| Material for the task |
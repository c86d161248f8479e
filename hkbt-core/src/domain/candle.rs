//! Candle and AdjustedCandle (spec.md §3).

use chrono::NaiveDateTime;
use serde::{Deserialize, Serialize};

/// One bar at a fixed interval for one symbol.
#[derive(Debug, Clone, Copy, PartialEq, Serialize, Deserialize)]
pub struct Candle {
    pub timestamp: NaiveDateTime,
    pub open: f64,
    pub high: f64,
    pub low: f64,
    pub close: f64,
    pub volume: u64,
    pub turnover: f64,
}

impl Candle {
    pub fn new(
        timestamp: NaiveDateTime,
        open: f64,
        high: f64,
        low: f64,
        close: f64,
        volume: u64,
        turnover: f64,
    ) -> Self {
        Self {
            timestamp,
            open,
            high,
            low,
            close,
            volume,
            turnover,
        }
    }

    /// `low <= open,close <= high`; `low > 0`; `volume >= 0` (always true for u64).
    pub fn is_sane(&self) -> bool {
        self.low > 0.0
            && self.low <= self.open
            && self.low <= self.close
            && self.open <= self.high
            && self.close <= self.high
    }

    pub fn range(&self) -> f64 {
        self.high - self.low
    }
}

/// Rehabilitation type marker applied to an `AdjustedCandle`.
#[derive(Debug, Clone, Copy, PartialEq, Eq, Serialize, Deserialize)]
pub enum RehabType {
    None,
    Forward,
    Backward,
}

/// A `Candle` multiplied by the applicable cumulative adjustment factor.
/// Volume is left unchanged (spec.md §3).
#[derive(Debug, Clone, Copy, PartialEq, Serialize, Deserialize)]
pub struct AdjustedCandle {
    pub candle: Candle,
    pub rehab: RehabType,
    pub factor: f64,
}

impl AdjustedCandle {
    pub fn unadjusted(candle: Candle) -> Self {
        Self {
            candle,
            rehab: RehabType::None,
            factor: 1.0,
        }
    }
}

#[cfg(test)]
mod tests {
    use super::*;

    fn sample(open: f64, high: f64, low: f64, close: f64) -> Candle {
        Candle::new(
            NaiveDateTime::parse_from_str("2024-01-02 09:30:00", "%Y-%m-%d %H:%M:%S").unwrap(),
            open,
            high,
            low,
            close,
            1000,
            100_000.0,
        )
    }

    #[test]
    fn sane_candle_passes() {
        assert!(sample(100.0, 101.0, 99.0, 100.5).is_sane());
    }

    #[test]
    fn inverted_high_low_is_insane() {
        assert!(!sample(100.0, 98.0, 102.0, 100.0).is_sane());
    }

    #[test]
    fn non_positive_low_is_insane() {
        let mut c = sample(100.0, 101.0, 99.0, 100.0);
        c.low = 0.0;
        assert!(!c.is_sane());
    }
}
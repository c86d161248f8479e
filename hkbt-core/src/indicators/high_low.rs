//! Rolling 20-bar high and the immediately preceding 20-bar high
//! (`high20Day` / `prevHigh`), plus a plain rolling-mean helper used for
//! `atr20dayMean` in the position sizer.

use std::collections::VecDeque;

#[derive(Debug, Clone)]
pub struct RollingHigh20 {
    period: usize,
    window: VecDeque<f64>,
    prev_window: VecDeque<f64>,
}

impl RollingHigh20 {
    pub fn new(period: usize) -> Self {
        assert!(period >= 1, "rolling-high period must be >= 1");
        Self {
            period,
            window: VecDeque::with_capacity(period),
            prev_window: VecDeque::with_capacity(period),
        }
    }

    pub fn standard() -> Self {
        Self::new(20)
    }

    pub fn update(&mut self, high: f64) {
        self.window.push_back(high);
        if self.window.len() > self.period {
            let overflow = self.window.pop_front().unwrap();
            self.prev_window.push_back(overflow);
            if self.prev_window.len() > self.period {
                self.prev_window.pop_front();
            }
        }
    }

    /// Running max of `high` over the last `period` bars.
    pub fn high20(&self) -> Option<f64> {
        if self.window.len() < self.period {
            None
        } else {
            self.window.iter().cloned().fold(None, |m, v| {
                Some(m.map_or(v, |m: f64| m.max(v)))
            })
        }
    }

    /// Running max of `high` over the `period` bars immediately preceding the
    /// current window.
    pub fn prev_high(&self) -> Option<f64> {
        if self.prev_window.len() < self.period {
            None
        } else {
            self.prev_window.iter().cloned().fold(None, |m, v| {
                Some(m.map_or(v, |m: f64| m.max(v)))
            })
        }
    }
}

/// Plain rolling mean, used for `atr20dayMean` (the sizer's volatility-vs-recent-average ratio).
#[derive(Debug, Clone)]
pub struct RollingMean {
    period: usize,
    window: VecDeque<f64>,
    sum: f64,
}

impl RollingMean {
    pub fn new(period: usize) -> Self {
        assert!(period >= 1, "rolling-mean period must be >= 1");
        Self {
            period,
            window: VecDeque::with_capacity(period),
            sum: 0.0,
        }
    }

    pub fn update(&mut self, x: f64) {
        self.window.push_back(x);
        self.sum += x;
        if self.window.len() > self.period {
            self.sum -= self.window.pop_front().unwrap();
        }
    }

    pub fn value(&self) -> Option<f64> {
        if self.window.len() < self.period {
            None
        } else {
            Some(self.sum / self.period as f64)
        }
    }
}

#[cfg(test)]
mod tests {
    use super::*;

    #[test]
    fn high20_is_running_max() {
        let mut r = RollingHigh20::new(3);
        for h in [10.0, 15.0, 12.0] {
            r.update(h);
        }
        assert_eq!(r.high20(), Some(15.0));
    }

    #[test]
    fn prev_high_tracks_the_window_before_current() {
        let mut r = RollingHigh20::new(2);
        r.update(10.0);
        r.update(20.0); // window = [10, 20]
        r.update(5.0); // window = [20, 5], prev_window = [10]
        assert_eq!(r.high20(), Some(20.0));
        assert!(r.prev_high().is_none()); // prev_window not full yet
        r.update(6.0); // window = [5, 6], prev_window = [10, 20]
        assert_eq!(r.prev_high(), Some(20.0));
    }

    #[test]
    fn rolling_mean_matches_simple_average() {
        let mut m = RollingMean::new(3);
        for x in [1.0, 2.0, 3.0] {
            m.update(x);
        }
        assert!((m.value().unwrap() - 2.0).abs() < 1e-9);
    }
}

| Task prompt |
Each record above should be repeated exactly.

| Solution for this problem |
repository c86d161248f8479e
filename hkbt-core/src/domain/candle.rs
//! Candle and AdjustedCandle (spec.md §3).

use chrono::NaiveDateTime;
use serde::{Deserialize, Serialize};

/// One bar at a fixed interval for one symbol.
#[derive(Debug, Clone, Copy, PartialEq, Serialize, Deserialize)]
pub struct Candle {
    pub timestamp: NaiveDateTime,
    pub open: f64,
    pub high: f64,
    pub low: f64,
    pub close: f64,
    pub volume: u64,
    pub turnover: f64,
}

impl Candle {
    pub fn new(
        timestamp: NaiveDateTime,
        open: f64,
        high: f64,
        low: f64,
        close: f64,
        volume: u64,
        turnover: f64,
    ) -> Self {
        Self {
            timestamp,
            open,
            high,
            low,
            close,
            volume,
            turnover,
        }
    }

    /// `low <= open,close <= high`; `low > 0`; `volume >= 0` (always true for u64).
    pub fn is_sane(&self) -> bool {
        self.low > 0.0
            && self.low <= self.open
            && self.low <= self.close
            && self.open <= self.high
            && self.close <= self.high
    }

    pub fn range(&self) -> f64 {
        self.high - self.low
    }
}

/// Rehabilitation type marker applied to an `AdjustedCandle`.
#[derive(Debug, Clone, Copy, PartialEq, Eq, Serialize, Deserialize)]
pub enum RehabType {
    None,
    Forward,
    Backward,
}

/// A `Candle` multiplied by the applicable cumulative adjustment factor.
/// Volume is left unchanged (spec.md §3).
#[derive(Debug, Clone, Copy, PartialEq, Serialize, Deserialize)]
pub struct AdjustedCandle {
    pub candle: Candle,
    pub rehab: RehabType,
    pub factor: f64,
}

impl AdjustedCandle {
    pub fn unadjusted(candle: Candle) -> Self {
        Self {
            candle,
            rehab: RehabType::None,
            factor: 1.0,
        }
    }
}

#[cfg(test)]
mod tests {
    use super::*;

    fn sample(open: f64, high: f64, low: f64, close: f64) -> Candle {
        Candle::new(
            NaiveDateTime::parse_from_str("2024-01-02 09:30:00", "%Y-%m-%d %H:%M:%S").unwrap(),
            open,
            high,
            low,
            close,
            1000,
            100_000.0,
        )
    }

    #[test]
    fn sane_candle_passes() {
        assert!(sample(100.0, 101.0, 99.0, 100.5).is_sane());
    }

    #[test]
    fn inverted_high_low_is_insane() {
        assert!(!sample(100.0, 98.0, 102.0, 100.0).is_sane());
    }

    #[test]
    fn non_positive_low_is_insane() {
        let mut c = sample(100.0, 101.0, 99.0, 100.0);
        c.low = 0.0;
        assert!(!c.is_sane());
    }
}
repository c86d161248f8479e
filename hkbt-core/src/indicators/high_low.rs
//! Rolling 20-bar high and the immediately preceding 20-bar high
//! (`high20Day` / `prevHigh`), plus a plain rolling-mean helper used for
//! `atr20dayMean` in the position sizer.

use std::collections::VecDeque;

#[derive(Debug, Clone)]
pub struct RollingHigh20 {
    period: usize,
    window: VecDeque<f64>,
    prev_window: VecDeque<f64>,
}

impl RollingHigh20 {
    pub fn new(period: usize) -> Self {
        assert!(period >= 1, "rolling-high period must be >= 1");
        Self {
            period,
            window: VecDeque::with_capacity(period),
            prev_window: VecDeque::with_capacity(period),
        }
    }

    pub fn standard() -> Self {
        Self::new(20)
    }

    pub fn update(&mut self, high: f64) {
        self.window.push_back(high);
        if self.window.len() > self.period {
            let overflow = self.window.pop_front().unwrap();
            self.prev_window.push_back(overflow);
            if self.prev_window.len() > self.period {
                self.prev_window.pop_front();
            }
        }
    }

    /// Running max of `high` over the last `period` bars.
    pub fn high20(&self) -> Option<f64> {
        if self.window.len() < self.period {
            None
        } else {
            self.window.iter().cloned().fold(None, |m, v| {
                Some(m.map_or(v, |m: f64| m.max(v)))
            })
        }
    }

    /// Running max of `high` over the `period` bars immediately preceding the
    /// current window.
    pub fn prev_high(&self) -> Option<f64> {
        if self.prev_window.len() < self.period {
            None
        } else {
            self.prev_window.iter().cloned().fold(None, |m, v| {
                Some(m.map_or(v, |m: f64| m.max(v)))
            })
        }
    }
}

/// Plain rolling mean, used for `atr20dayMean` (the sizer's volatility-vs-recent-average ratio).
#[derive(Debug, Clone)]
pub struct RollingMean {
    period: usize,
    window: VecDeque<f64>,
    sum: f64,
}

impl RollingMean {
    pub fn new(period: usize) -> Self {
        assert!(period >= 1, "rolling-mean period must be >= 1");
        Self {
            period,
            window: VecDeque::with_capacity(period),
            sum: 0.0,
        }
    }

    pub fn update(&mut self, x: f64) {
        self.window.push_back(x);
        self.sum += x;
        if self.window.len() > self.period {
            self.sum -= self.window.pop_front().unwrap();
        }
    }

    pub fn value(&self) -> Option<f64> {
        if self.window.len() < self.period {
            None
        } else {
            Some(self.sum / self.period as f64)
        }
    }
}

#[cfg(test)]
mod tests {
    use super::*;

    #[test]
    fn high20_is_running_max() {
        let mut r = RollingHigh20::new(3);
        for h in [10.0, 15.0, 12.0] {
            r.update(h);
        }
        assert_eq!(r.high20(), Some(15.0));
    }

    #[test]
    fn prev_high_tracks_the_window_before_current() {
        let mut r = RollingHigh20::new(2);
        r.update(10.0);
        r.update(20.0); // window = [10, 20]
        r.update(5.0); // window = [20, 5], prev_window = [10]
        assert_eq!(r.high20(), Some(20.0));
        assert!(r.prev_high().is_none()); // prev_window not full yet
        r.update(6.0); // window = [5, 6], prev_window = [10, 20]
        assert_eq!(r.prev_high(), Some(20.0));
    }

    #[test]
    fn rolling_mean_matches_simple_average() {
        let mut m = RollingMean::new(3);
        for x in [1.0, 2.0, 3.0] {
            m.update(x);
        }
        assert!((m.value().unwrap() - 2.0).abs() < 1e-9);
    }
}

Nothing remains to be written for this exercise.